---------- DATA SHOWN

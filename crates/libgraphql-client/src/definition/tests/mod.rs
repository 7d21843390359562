mod scope_path_tests;
mod source_preprocessor_tests;
use crate::definition::Definition;
use crate::definition::DefinitionBuilder;
use crate::definition::ScopePath;
use crate::document::DefinitionMap;
use crate::document::Document;
use crate::document::FragmentResolver;
use crate::document::ResolveError;
use std::sync::Arc;

/// Build a definition map without the registry's checks, so that broken
/// graphs can be handed to the resolver directly.
fn definition_map(sources: &[(&str, &str)]) -> DefinitionMap {
    let mut map = DefinitionMap::new();
    for (scope_path, source) in sources {
        let scope_path: ScopePath = scope_path.parse().expect("valid scope path");
        let defs = DefinitionBuilder::new(&scope_path, "__", None)
            .build_from_str(source)
            .expect("valid source");
        for def in defs {
            map.insert(def.global_name().to_string(), Arc::new(def));
        }
    }
    map
}

fn names(defs: &[Arc<Definition>]) -> Vec<&str> {
    defs.iter().map(|def| def.global_name()).collect()
}

#[test]
fn dependencies_follow_the_root_in_post_order() -> Result<(), ResolveError> {
    let map = definition_map(&[
        ("Docs::ProfilePic", "fragment on User { profilePic(size: 50) }"),
        ("Docs::Friend", "fragment on User { id ...Docs__ProfilePic }"),
        ("Docs::Query", "{ user { friends { ...Docs__Friend } mutual { ...Docs__Friend } } }"),
    ]);

    let resolved = FragmentResolver::new(&map).resolve(&[map["Docs__Query"].clone()])?;
    assert_eq!(names(&resolved), ["Docs__Query", "Docs__ProfilePic", "Docs__Friend"]);
    Ok(())
}

#[test]
fn shared_fragments_appear_once() -> Result<(), ResolveError> {
    let map = definition_map(&[
        ("Docs::Friend", "fragment on User { id name }"),
        ("Docs::Friends", "{ user { friends { ...Docs__Friend } } }"),
        ("Docs::Mutual", "{ user { mutualFriends { ...Docs__Friend } } }"),
    ]);

    let roots = [map["Docs__Friends"].clone(), map["Docs__Mutual"].clone()];
    let resolved = FragmentResolver::new(&map).resolve(&roots)?;
    assert_eq!(names(&resolved), ["Docs__Friends", "Docs__Mutual", "Docs__Friend"]);
    Ok(())
}

#[test]
fn roots_are_deduplicated_and_keep_their_position() -> Result<(), ResolveError> {
    let map = definition_map(&[
        ("Docs::Leaf", "fragment on User { id }"),
        ("Docs::Mid", "fragment on User { ...Docs__Leaf }"),
        ("Docs::Query", "{ viewer { ...Docs__Mid } }"),
    ]);

    let roots = [
        map["Docs__Leaf"].clone(),
        map["Docs__Query"].clone(),
        map["Docs__Leaf"].clone(),
    ];
    let resolved = FragmentResolver::new(&map).resolve(&roots)?;
    assert_eq!(names(&resolved), ["Docs__Leaf", "Docs__Query", "Docs__Mid"]);
    Ok(())
}

#[test]
fn spreads_inside_inline_fragments_are_followed() -> Result<(), ResolveError> {
    let map = definition_map(&[
        ("Docs::Admin", "fragment on AdminUser { password }"),
        ("Docs::Node", "fragment on Node { id ... on User { ... on AdminUser { ...Docs__Admin } } }"),
    ]);

    let resolved = FragmentResolver::new(&map).resolve(&[map["Docs__Node"].clone()])?;
    assert_eq!(names(&resolved), ["Docs__Node", "Docs__Admin"]);
    Ok(())
}

#[test]
fn cycles_are_reported_with_their_path() {
    let map = definition_map(&[
        ("Docs::A", "fragment on User { ...Docs__B }"),
        ("Docs::B", "fragment on User { friends { ...Docs__C } }"),
        ("Docs::C", "fragment on User { ...Docs__A }"),
        ("Docs::Query", "{ viewer { ...Docs__A } }"),
    ]);

    let result = FragmentResolver::new(&map).resolve(&[map["Docs__Query"].clone()]);
    assert_eq!(result.err(), Some(ResolveError::CyclicFragment {
        cycle: vec![
            "Docs__A".to_string(),
            "Docs__B".to_string(),
            "Docs__C".to_string(),
            "Docs__A".to_string(),
        ],
    }));
}

#[test]
fn self_spread_is_a_cycle() {
    let map = definition_map(&[("Docs::A", "fragment on User { id ...Docs__A }")]);
    let result = FragmentResolver::new(&map).resolve(&[map["Docs__A"].clone()]);
    assert!(matches!(result, Err(ResolveError::CyclicFragment { .. })));
}

#[test]
fn unresolved_spreads_name_the_reference_as_written() {
    let map = definition_map(&[("Docs::Query", "{ viewer { ...App::Missing.frag } }")]);
    let result = FragmentResolver::new(&map).resolve(&[map["Docs__Query"].clone()]);
    match result {
        Err(ResolveError::UnresolvedFragment {
            fragment_name,
            reference,
            referenced_by,
            ..
        }) => {
            assert_eq!(fragment_name, "App__Missing__frag");
            assert_eq!(reference, "App::Missing.frag");
            assert_eq!(referenced_by, "Docs__Query");
        },
        other => panic!("expected an unresolved fragment, got {other:?}"),
    }
}

#[test]
fn spreading_an_operation_is_an_error() {
    let map = definition_map(&[
        ("Docs::Op", "{ viewer { id } }"),
        ("Docs::Frag", "fragment on User { ...Docs__Op }"),
    ]);
    let result = FragmentResolver::new(&map).resolve(&[map["Docs__Frag"].clone()]);
    assert!(matches!(result, Err(ResolveError::NotAFragment { .. })));
}

#[test]
fn reachable_fragments_exclude_unspread_roots() -> Result<(), ResolveError> {
    let map = definition_map(&[
        ("Docs::Used", "fragment on User { id }"),
        ("Docs::Unused", "fragment on User { name }"),
        ("Docs::Query", "{ viewer { ...Docs__Used } }"),
    ]);

    let reachable = FragmentResolver::new(&map)
        .reachable_fragments(&[map["Docs__Query"].clone()])?;
    assert!(reachable.contains("Docs__Used"));
    assert!(!reachable.contains("Docs__Unused"));
    assert!(!reachable.contains("Docs__Query"));
    Ok(())
}

#[test]
fn resolved_documents_print_idempotently() -> Result<(), ResolveError> {
    let map = definition_map(&[
        ("Docs::Friend", "fragment on User { id name }"),
        ("Docs::Query", "query($first: Int = 10) { user(id: 4) { friends(first: $first) { ...Docs__Friend } } }"),
    ]);

    let document = Document::resolve(&map, &[map["Docs__Query"].clone()])?;
    let printed = document.to_query_string();
    assert_eq!(printed, document.to_query_string());
    assert_eq!(printed, document.to_string());
    assert_eq!(document.len(), 2);
    assert_eq!(document.operations().count(), 1);
    assert_eq!(document.fragments().count(), 1);
    Ok(())
}
use crate::definition::Definition;
use crate::definition::ScopePath;
use std::sync::Arc;

/// Handle on everything one call to
/// [`Registry::register_source()`](crate::registry::Registry::register_source)
/// registered, in source order.
#[derive(Clone, Debug)]
pub struct ParsedSource {
    pub(crate) definitions: Vec<Arc<Definition>>,
    pub(crate) scope_path: ScopePath,
}
impl ParsedSource {
    /// Look a definition up by the name it was given in the source.
    pub fn definition(&self, local_name: &str) -> Option<&Arc<Definition>> {
        self.definitions.iter()
            .find(|def| def.local_name() == Some(local_name))
    }

    pub fn definitions(&self) -> &[Arc<Definition>] {
        &self.definitions
    }

    /// The global name of the first operation in the source, if it has one.
    pub fn operation_name(&self) -> Option<&str> {
        self.definitions.iter().find_map(|def| def.operation_name())
    }

    pub fn scope_path(&self) -> &ScopePath {
        &self.scope_path
    }

    /// The source's only definition, when it declares exactly one.
    pub fn sole_definition(&self) -> Option<&Arc<Definition>> {
        match self.definitions.as_slice() {
            [def] => Some(def),
            _ => None,
        }
    }
}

--------------------

--- TASK ---
Select every line above that contains the word "None", and copy it.

--- TASK RESULT ---
        let defs = DefinitionBuilder::new(&scope_path, "__", None)
            _ => None,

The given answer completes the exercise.